> _Your goal_
For the material below, return exactly the lines starting at the one holding "let mut out = template.to_owned();" and ending at the one holding "Write in the", counting both as part of the range.

> _Excerpted records_
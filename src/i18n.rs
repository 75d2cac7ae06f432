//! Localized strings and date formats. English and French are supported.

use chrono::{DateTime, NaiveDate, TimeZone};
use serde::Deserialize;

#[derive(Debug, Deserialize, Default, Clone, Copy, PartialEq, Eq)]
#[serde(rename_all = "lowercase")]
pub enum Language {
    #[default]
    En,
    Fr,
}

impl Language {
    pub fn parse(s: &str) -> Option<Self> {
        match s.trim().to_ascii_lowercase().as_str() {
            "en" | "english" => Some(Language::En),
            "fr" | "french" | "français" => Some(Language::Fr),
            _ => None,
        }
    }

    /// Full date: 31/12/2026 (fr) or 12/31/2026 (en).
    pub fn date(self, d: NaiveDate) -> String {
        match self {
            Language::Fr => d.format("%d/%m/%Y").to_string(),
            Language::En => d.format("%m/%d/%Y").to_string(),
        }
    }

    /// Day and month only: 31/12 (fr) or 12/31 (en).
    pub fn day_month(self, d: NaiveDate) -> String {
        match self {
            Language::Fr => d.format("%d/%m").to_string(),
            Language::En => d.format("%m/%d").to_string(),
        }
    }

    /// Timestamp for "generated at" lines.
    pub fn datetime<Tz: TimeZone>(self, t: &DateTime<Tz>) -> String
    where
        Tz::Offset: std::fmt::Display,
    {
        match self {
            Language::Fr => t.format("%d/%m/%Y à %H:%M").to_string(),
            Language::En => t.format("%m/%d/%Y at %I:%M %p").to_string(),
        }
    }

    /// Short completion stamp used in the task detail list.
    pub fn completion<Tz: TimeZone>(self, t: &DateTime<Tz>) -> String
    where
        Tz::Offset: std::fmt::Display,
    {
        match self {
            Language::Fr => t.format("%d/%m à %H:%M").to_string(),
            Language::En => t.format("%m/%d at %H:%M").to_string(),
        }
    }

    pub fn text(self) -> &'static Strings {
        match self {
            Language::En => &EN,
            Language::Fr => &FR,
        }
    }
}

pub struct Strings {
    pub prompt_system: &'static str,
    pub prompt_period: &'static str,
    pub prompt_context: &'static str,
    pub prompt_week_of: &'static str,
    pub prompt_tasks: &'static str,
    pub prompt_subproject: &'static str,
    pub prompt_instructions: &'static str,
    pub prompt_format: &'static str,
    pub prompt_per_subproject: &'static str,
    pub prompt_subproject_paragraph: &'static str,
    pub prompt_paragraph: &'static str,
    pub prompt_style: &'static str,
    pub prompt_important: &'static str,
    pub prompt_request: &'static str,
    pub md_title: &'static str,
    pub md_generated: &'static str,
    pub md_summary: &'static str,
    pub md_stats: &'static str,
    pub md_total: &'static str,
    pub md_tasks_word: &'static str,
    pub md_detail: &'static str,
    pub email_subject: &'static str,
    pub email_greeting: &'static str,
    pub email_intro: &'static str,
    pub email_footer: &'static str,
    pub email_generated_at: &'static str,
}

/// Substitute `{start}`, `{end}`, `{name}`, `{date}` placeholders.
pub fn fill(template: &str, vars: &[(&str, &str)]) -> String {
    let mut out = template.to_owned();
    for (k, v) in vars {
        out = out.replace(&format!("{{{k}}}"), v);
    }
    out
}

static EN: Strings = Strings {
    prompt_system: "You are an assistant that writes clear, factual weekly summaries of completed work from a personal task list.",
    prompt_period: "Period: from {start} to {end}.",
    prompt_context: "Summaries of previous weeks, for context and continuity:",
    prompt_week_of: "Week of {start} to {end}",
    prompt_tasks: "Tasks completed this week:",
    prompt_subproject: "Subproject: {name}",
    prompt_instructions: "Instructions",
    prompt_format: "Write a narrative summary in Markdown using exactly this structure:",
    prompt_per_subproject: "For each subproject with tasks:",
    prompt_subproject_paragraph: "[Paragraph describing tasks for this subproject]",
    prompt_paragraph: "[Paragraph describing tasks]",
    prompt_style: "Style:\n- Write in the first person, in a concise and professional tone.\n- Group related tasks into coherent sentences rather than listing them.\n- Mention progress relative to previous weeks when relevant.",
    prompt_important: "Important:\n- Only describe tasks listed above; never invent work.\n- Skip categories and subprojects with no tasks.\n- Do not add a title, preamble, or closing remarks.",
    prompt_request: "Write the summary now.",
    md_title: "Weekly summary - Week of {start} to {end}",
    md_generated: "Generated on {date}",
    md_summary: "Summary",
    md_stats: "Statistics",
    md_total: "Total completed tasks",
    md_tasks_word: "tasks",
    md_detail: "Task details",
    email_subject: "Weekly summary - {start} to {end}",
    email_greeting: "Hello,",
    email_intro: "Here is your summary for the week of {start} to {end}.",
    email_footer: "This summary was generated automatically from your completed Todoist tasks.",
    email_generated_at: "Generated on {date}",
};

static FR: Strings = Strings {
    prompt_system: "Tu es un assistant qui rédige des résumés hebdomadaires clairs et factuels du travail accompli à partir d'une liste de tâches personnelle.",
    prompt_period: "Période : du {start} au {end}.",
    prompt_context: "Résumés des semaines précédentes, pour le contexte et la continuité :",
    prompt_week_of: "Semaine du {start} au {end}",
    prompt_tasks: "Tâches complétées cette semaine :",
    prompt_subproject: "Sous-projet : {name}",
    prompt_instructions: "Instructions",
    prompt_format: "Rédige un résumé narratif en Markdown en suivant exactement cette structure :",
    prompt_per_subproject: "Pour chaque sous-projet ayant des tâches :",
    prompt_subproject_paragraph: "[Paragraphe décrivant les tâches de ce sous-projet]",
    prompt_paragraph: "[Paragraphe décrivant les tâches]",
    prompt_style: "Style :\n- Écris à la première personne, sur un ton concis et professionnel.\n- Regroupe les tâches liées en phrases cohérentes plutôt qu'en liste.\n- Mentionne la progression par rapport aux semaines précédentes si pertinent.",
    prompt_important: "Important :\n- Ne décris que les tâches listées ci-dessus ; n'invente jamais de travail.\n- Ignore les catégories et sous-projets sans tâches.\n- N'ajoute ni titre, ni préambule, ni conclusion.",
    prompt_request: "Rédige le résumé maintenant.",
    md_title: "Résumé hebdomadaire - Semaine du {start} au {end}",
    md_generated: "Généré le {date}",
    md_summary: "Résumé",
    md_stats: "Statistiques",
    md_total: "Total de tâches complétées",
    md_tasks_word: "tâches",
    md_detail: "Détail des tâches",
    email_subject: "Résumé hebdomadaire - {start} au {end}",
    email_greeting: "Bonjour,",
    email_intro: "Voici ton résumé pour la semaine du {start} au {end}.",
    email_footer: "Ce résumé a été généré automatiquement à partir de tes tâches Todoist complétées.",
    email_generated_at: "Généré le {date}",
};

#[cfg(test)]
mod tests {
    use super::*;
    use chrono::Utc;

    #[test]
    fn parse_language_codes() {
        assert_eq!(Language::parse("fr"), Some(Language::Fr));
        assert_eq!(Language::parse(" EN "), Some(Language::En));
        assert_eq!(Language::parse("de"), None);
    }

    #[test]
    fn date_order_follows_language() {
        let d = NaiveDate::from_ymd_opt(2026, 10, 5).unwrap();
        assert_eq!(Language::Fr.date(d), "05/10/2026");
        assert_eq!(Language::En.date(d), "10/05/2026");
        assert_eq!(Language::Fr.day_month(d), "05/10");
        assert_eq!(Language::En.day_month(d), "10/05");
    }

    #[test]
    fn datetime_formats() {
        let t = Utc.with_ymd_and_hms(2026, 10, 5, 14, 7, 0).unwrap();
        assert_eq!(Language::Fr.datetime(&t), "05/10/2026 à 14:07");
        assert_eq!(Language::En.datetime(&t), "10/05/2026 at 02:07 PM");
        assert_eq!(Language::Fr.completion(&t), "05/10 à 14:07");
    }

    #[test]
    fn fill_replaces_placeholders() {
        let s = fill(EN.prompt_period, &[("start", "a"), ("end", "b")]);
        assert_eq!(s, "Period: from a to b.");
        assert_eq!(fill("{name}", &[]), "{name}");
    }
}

> _Answer to this problem_
    let mut out = template.to_owned();
    for (k, v) in vars {
        out = out.replace(&format!("{{{k}}}"), v);
    }
    out
}

static EN: Strings = Strings {
    prompt_system: "You are an assistant that writes clear, factual weekly summaries of completed work from a personal task list.",
    prompt_period: "Period: from {start} to {end}.",
    prompt_context: "Summaries of previous weeks, for context and continuity:",
    prompt_week_of: "Week of {start} to {end}",
    prompt_tasks: "Tasks completed this week:",
    prompt_subproject: "Subproject: {name}",
    prompt_instructions: "Instructions",
    prompt_format: "Write a narrative summary in Markdown using exactly this structure:",
    prompt_per_subproject: "For each subproject with tasks:",
    prompt_subproject_paragraph: "[Paragraph describing tasks for this subproject]",
    prompt_paragraph: "[Paragraph describing tasks]",
    prompt_style: "Style:\n- Write in the first person, in a concise and professional tone.\n- Group related tasks into coherent sentences rather than listing them.\n- Mention progress relative to previous weeks when relevant.",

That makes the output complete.